I have a formula that takes a 0-based bounded single dimensional input and transforms it to a specific power curve.
EDIT
This is single dimensional. There is no $y$. In the image, I'm showing how the $x$ input is transformed. The only way to show this is to simulate it in the $y$ dimension. Technically, the graph should be shown stepped, but this is inconsequential to what I need.
If this isn't clear, then simply consider the curve to be a straight line with 3 points.
Looking at the image within the context of the input:
$k$ represents the number of buckets; this is logarithmic bucketing & I'm dividing A-C into $k$ logarithmic buckets; $k$ is predefined.
$A$ is always $0$ and is the lower bound.
$B$ maps to an output of 1, meaning the second bucket (0 is first); it is the beginning point of the second bucket; $B$ is predefined.
$C$ is the upper bound target, always +; $C$ is predefined.
The output $z$ is calculated as: $$z=\lfloor log_b(xR+1) \rfloor$$ where $$R=\frac{b^k-1}{C}$$
I need to determine $b$ based on $C$, $k$, and $B$. I worked out a recursive approximation algorithm, but I would prefer a formulaic solution.
EXAMPLE
$C=17987547480$
$k=128$
$B=0.000001$
$b=1.3280368123342627$
$R=328036.81233426905$
The difficulty is that $b$ and $R$ need to be simultaneously solved.

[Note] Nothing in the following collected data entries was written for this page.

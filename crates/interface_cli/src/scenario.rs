//! Trip scenarios and their settlement report
//!
//! A scenario is the JSON description of one collection trip:
//!
//! ```json
//! {
//!   "gross_weight": "18400",
//!   "tare_weight": "9150",
//!   "hoppers": [{ "hopper_id": "HOPPER-1", "discharge_minutes": 25 }],
//!   "loads": [
//!     { "provider_code": "PRV-001", "product_code": "CARDBOARD",
//!       "documentary_weight": "6000", "unit_price": "0.12" }
//!   ]
//! }
//! ```

use chrono::{DateTime, TimeDelta, Utc};
use rust_decimal::Decimal;
use serde::{Deserialize, Serialize};
use std::sync::Arc;
use tracing::{info, instrument};

use core_kernel::{CollectionTripId, SettlementId, ValidationError, WeighingOrderId};
use domain_settlement::ports::memory::InMemoryTripSettlementRepository;
use domain_settlement::{
    DriverPenalty, ProviderLoadRequest, Reconciliation, SettlementService, SettlementServiceError,
};
use domain_weighing::ports::memory::InMemoryWeighingOrderRepository;
use domain_weighing::{WeighingError, WeighingOrder, WeighingOrderRepository, WeighingStatus};

use crate::error::RunnerError;

/// A hopper discharged during the trip
#[derive(Debug, Clone, PartialEq, Eq, Serialize, Deserialize)]
pub struct HopperScenario {
    pub hopper_id: String,
    /// Minutes until the discharge completes; left open when absent
    #[serde(default)]
    pub discharge_minutes: Option<i64>,
}

/// One collection trip to weigh and settle
#[derive(Debug, Clone, PartialEq, Eq, Serialize, Deserialize)]
pub struct TripScenario {
    /// Trip reference; generated when absent
    #[serde(default)]
    pub trip_id: Option<CollectionTripId>,
    pub gross_weight: Decimal,
    pub tare_weight: Decimal,
    #[serde(default)]
    pub hoppers: Vec<HopperScenario>,
    pub loads: Vec<ProviderLoadRequest>,
}

/// Outcome of a scenario run
#[derive(Debug, Clone, Serialize)]
pub struct SettlementReport {
    pub collection_trip_id: CollectionTripId,
    pub weighing_order_id: WeighingOrderId,
    pub settlement_id: SettlementId,
    pub weighing_status: WeighingStatus,
    pub net_weight: Decimal,
    pub open_discharges: usize,
    /// Figures behind the result
    pub reconciliation: Reconciliation,
    /// Penalty of the stored calculation
    pub penalty: Option<DriverPenalty>,
}

/// Runs scenarios over in-memory storage
pub struct ScenarioRunner {
    orders: Arc<InMemoryWeighingOrderRepository>,
    service: SettlementService,
}

impl Default for ScenarioRunner {
    fn default() -> Self {
        Self::new()
    }
}

impl ScenarioRunner {
    /// Creates a runner with empty repositories
    pub fn new() -> Self {
        let orders = Arc::new(InMemoryWeighingOrderRepository::new());
        let settlements = Arc::new(InMemoryTripSettlementRepository::new());
        let service = SettlementService::new(orders.clone(), settlements);
        Self { orders, service }
    }

    /// Weighs the trip, opens its settlement, attaches the loads and calculates
    ///
    /// # Errors
    ///
    /// Returns the first domain or storage failure; nothing is retried
    #[instrument(skip(self, scenario), fields(loads = scenario.loads.len()))]
    pub async fn run(&self, scenario: &TripScenario) -> Result<SettlementReport, RunnerError> {
        let trip_id = scenario.trip_id.unwrap_or_else(CollectionTripId::new_v7);
        let order = weigh_trip(trip_id, scenario)?;
        let order = self.orders.save(order).await?;
        info!(
            order_id = %order.id(),
            net = ?order.net_weight().map(|w| w.kilograms()),
            "trip weighed"
        );

        let settlement_id = self.service.open_settlement(order.id()).await?;
        for load in &scenario.loads {
            self.service.add_provider_load(settlement_id, load.clone()).await?;
        }
        self.service.calculate(settlement_id).await?;

        let settlement = self.service.settlement(settlement_id).await?;
        let reconciliation = settlement
            .reconcile()
            .map_err(SettlementServiceError::from)?;
        let penalty = settlement
            .settled_penalty()
            .map_err(SettlementServiceError::from)?
            .cloned();

        Ok(SettlementReport {
            collection_trip_id: trip_id,
            weighing_order_id: order.id(),
            settlement_id,
            weighing_status: order.status(),
            net_weight: settlement.physical_net_weight().kilograms(),
            open_discharges: order.open_discharges().count(),
            reconciliation,
            penalty,
        })
    }
}

/// Drives a weighing order through the scenario's readings and discharges
fn weigh_trip(
    trip_id: CollectionTripId,
    scenario: &TripScenario,
) -> Result<WeighingOrder, RunnerError> {
    let mut order = WeighingOrder::open(trip_id)?;
    order.record_gross_weight(scenario.gross_weight)?;

    let mut completions = Vec::new();
    for hopper in &scenario.hoppers {
        let discharge_id = order.start_hopper_discharge(&hopper.hopper_id)?;
        if let Some(minutes) = hopper.discharge_minutes {
            completions.push((discharge_id, minutes));
        }
    }

    order.record_tare_weight(scenario.tare_weight)?;

    for (discharge_id, minutes) in completions {
        let started_at = order
            .discharges()
            .iter()
            .find(|d| d.id() == discharge_id)
            .map(|d| d.started_at())
            .ok_or(WeighingError::DischargeNotFound(discharge_id))?;
        let ended_at = discharge_end(started_at, minutes).ok_or_else(|| {
            WeighingError::from(ValidationError::new(
                "discharge_minutes",
                format!("{minutes} minutes is outside the supported time range"),
            ))
        })?;
        order.complete_hopper_discharge(discharge_id, ended_at)?;
    }
    Ok(order)
}

fn discharge_end(started_at: DateTime<Utc>, minutes: i64) -> Option<DateTime<Utc>> {
    started_at.checked_add_signed(TimeDelta::try_minutes(minutes)?)
}
//! Error taxonomy shared across the workspace
//!
//! Each crate defines its own `thiserror` enum; every one of them reports an
//! [`ErrorKind`] so the orchestration layer can map failures to responses
//! without matching on messages.

use serde::{Deserialize, Serialize};
use std::fmt;

/// Classification of a failure
#[derive(Debug, Clone, Copy, PartialEq, Eq, Hash, Serialize, Deserialize)]
#[serde(rename_all = "snake_case")]
pub enum ErrorKind {
    /// An argument failed a domain constraint
    InvalidValue,
    /// The aggregate is not in the state the operation requires
    InvalidState,
    /// Individually valid values would break a structural invariant
    InvariantViolation,
    /// The operation needs at least one child element
    EmptyAggregate,
    /// The referenced aggregate does not exist
    NotFound,
    /// A concurrent writer saved the aggregate first
    Conflict,
    /// The storage collaborator failed
    Infrastructure,
}

impl ErrorKind {
    /// Returns the snake_case name of the kind
    pub fn as_str(&self) -> &'static str {
        match self {
            ErrorKind::InvalidValue => "invalid_value",
            ErrorKind::InvalidState => "invalid_state",
            ErrorKind::InvariantViolation => "invariant_violation",
            ErrorKind::EmptyAggregate => "empty_aggregate",
            ErrorKind::NotFound => "not_found",
            ErrorKind::Conflict => "conflict",
            ErrorKind::Infrastructure => "infrastructure",
        }
    }

    /// Deterministic kinds fail identically when retried with the same input
    pub fn is_deterministic(&self) -> bool {
        !matches!(self, ErrorKind::Conflict | ErrorKind::Infrastructure)
    }
}

impl fmt::Display for ErrorKind {
    fn fmt(&self, f: &mut fmt::Formatter<'_>) -> fmt::Result {
        f.write_str(self.as_str())
    }
}
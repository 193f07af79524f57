//! Trip settlement runner
//!
//! Reads a trip scenario (weighbridge readings, hopper discharges and
//! provider documents), drives it through the weighing and settlement
//! domains over in-memory storage, and reports the outcome.

pub mod config;
pub mod error;
pub mod scenario;

pub use config::RunnerConfig;
pub use error::RunnerError;
pub use scenario::{ScenarioRunner, SettlementReport, TripScenario};
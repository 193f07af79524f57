//! Argument validation shared by every constructor in the domain crates
//!
//! Each helper checks a single constraint and hands back the accepted value,
//! so a constructor reads as a sequence of `?` calls and never builds a
//! partially valid object.

use chrono::{DateTime, Utc};
use rust_decimal::Decimal;
use thiserror::Error;

use crate::identifiers::EntityId;

/// An argument failed a domain constraint
#[derive(Debug, Clone, PartialEq, Eq, Error)]
#[error("Invalid {field}: {message}")]
pub struct ValidationError {
    /// Name of the offending argument
    pub field: &'static str,
    /// Human readable reason
    pub message: String,
}

impl ValidationError {
    /// Creates a validation error for a named argument
    pub fn new(field: &'static str, message: impl Into<String>) -> Self {
        Self {
            field,
            message: message.into(),
        }
    }
}

/// Rejects the nil identifier
pub fn require_id<T: EntityId>(field: &'static str, id: T) -> Result<T, ValidationError> {
    if id.is_nil() {
        return Err(ValidationError::new(field, "identifier cannot be empty"));
    }
    Ok(id)
}

/// Rejects empty or whitespace-only text, returning an owned copy otherwise
pub fn require_non_blank(field: &'static str, value: &str) -> Result<String, ValidationError> {
    if value.trim().is_empty() {
        return Err(ValidationError::new(field, "cannot be empty or whitespace"));
    }
    Ok(value.to_string())
}

/// Rejects zero and negative values
pub fn require_positive(field: &'static str, value: Decimal) -> Result<Decimal, ValidationError> {
    if value <= Decimal::ZERO {
        return Err(ValidationError::new(
            field,
            format!("must be greater than 0, got {}", value),
        ));
    }
    Ok(value)
}

/// Rejects an end instant that precedes its start
pub fn require_not_before(
    field: &'static str,
    start: DateTime<Utc>,
    end: DateTime<Utc>,
) -> Result<DateTime<Utc>, ValidationError> {
    if end < start {
        return Err(ValidationError::new(
            field,
            format!("{} is before start time {}", end, start),
        ));
    }
    Ok(end)
}

#[cfg(test)]
mod tests {
    use super::*;
    use crate::identifiers::DischargeId;
    use chrono::Duration;
    use rust_decimal_macros::dec;

    #[test]
    fn test_require_id() {
        assert!(require_id("id", DischargeId::nil()).is_err());
        assert!(require_id("id", DischargeId::new()).is_ok());
    }

    #[test]
    fn test_require_non_blank() {
        assert_eq!(require_non_blank("code", "PRV-01").unwrap(), "PRV-01");
        let err = require_non_blank("code", "   ").unwrap_err();
        assert_eq!(err.field, "code");
    }

    #[test]
    fn test_require_positive() {
        assert_eq!(require_positive("kg", dec!(0.01)).unwrap(), dec!(0.01));
        assert!(require_positive("kg", Decimal::ZERO).is_err());
        assert!(require_positive("kg", dec!(-3)).is_err());
    }

    #[test]
    fn test_require_not_before() {
        let start = Utc::now();
        assert!(require_not_before("end_time", start, start).is_ok());
        assert!(require_not_before("end_time", start, start - Duration::seconds(1)).is_err());
    }
}
//! Runner errors

use thiserror::Error;

use core_kernel::{ErrorKind, PortError};
use domain_settlement::SettlementServiceError;
use domain_weighing::WeighingError;

/// Errors raised while running a scenario
#[derive(Debug, Error)]
pub enum RunnerError {
    /// The weighing order rejected a reading or discharge
    #[error("Weighing failed: {0}")]
    Weighing(#[from] WeighingError),

    /// The settlement service rejected an operation
    #[error("Settlement failed: {0}")]
    Settlement(#[from] SettlementServiceError),

    /// Storage failed
    #[error("Storage failed: {0}")]
    Port(#[from] PortError),
}

impl RunnerError {
    /// Returns the taxonomy kind of this error
    pub fn kind(&self) -> ErrorKind {
        match self {
            RunnerError::Weighing(e) => e.kind(),
            RunnerError::Settlement(e) => e.kind(),
            RunnerError::Port(e) => e.kind(),
        }
    }
}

The curve $z=\log_b(xR+1)$ has $z(0)=0$ and $z(C)=k$ provided $R$ is defined as $$R=\frac{b^k-1}{C}.\tag{1}$$ From a comment it appears you want $B$ to denote the value of $x$ at which $z(x)=1$, and since $z$ is defined as a log base $b$ this means that at $x=B$ the input of the log should be $b$ [since $\log_b(b)=1$]. This gives $BR+1=b$ or $$R=\frac{b-1}{B}.\tag{2}$$ Now from your example and the post, $k$ is known (there are $k$ or $k+1$ buckets, depending on whether bucket $0$ counts). It also appears you want to set the value $B$ yourself, as the $x$ value at which the curve $z$ first reaches $1$, and that the value $C$ is also regarded as known. With $B,C$ taken as known, either formula determines $R$ provided only we can find $b.$ Equating the right sides of $(1)$ and $(2)$ and rearranging, we have $$\frac{b^k-1}{b-1}=\frac{C}{B}.\tag{3}$$ For even moderately large $k$ this is really a polynomial equation for $b$ of large degree, so there seems little hope for a closed form solution giving $b$ as a formula in terms of $C,B.$ One could carry out the division on the left of $(3)$ and get the polynomial $$1+b+b^2+\cdots +b^{k-1},$$ or perhaps save some notation by rewriting $(3)$ as $$b^k -(C/B)b+(1-C/B)=0.$$ Either way it remains a problem of solving a large degree polynomial equation.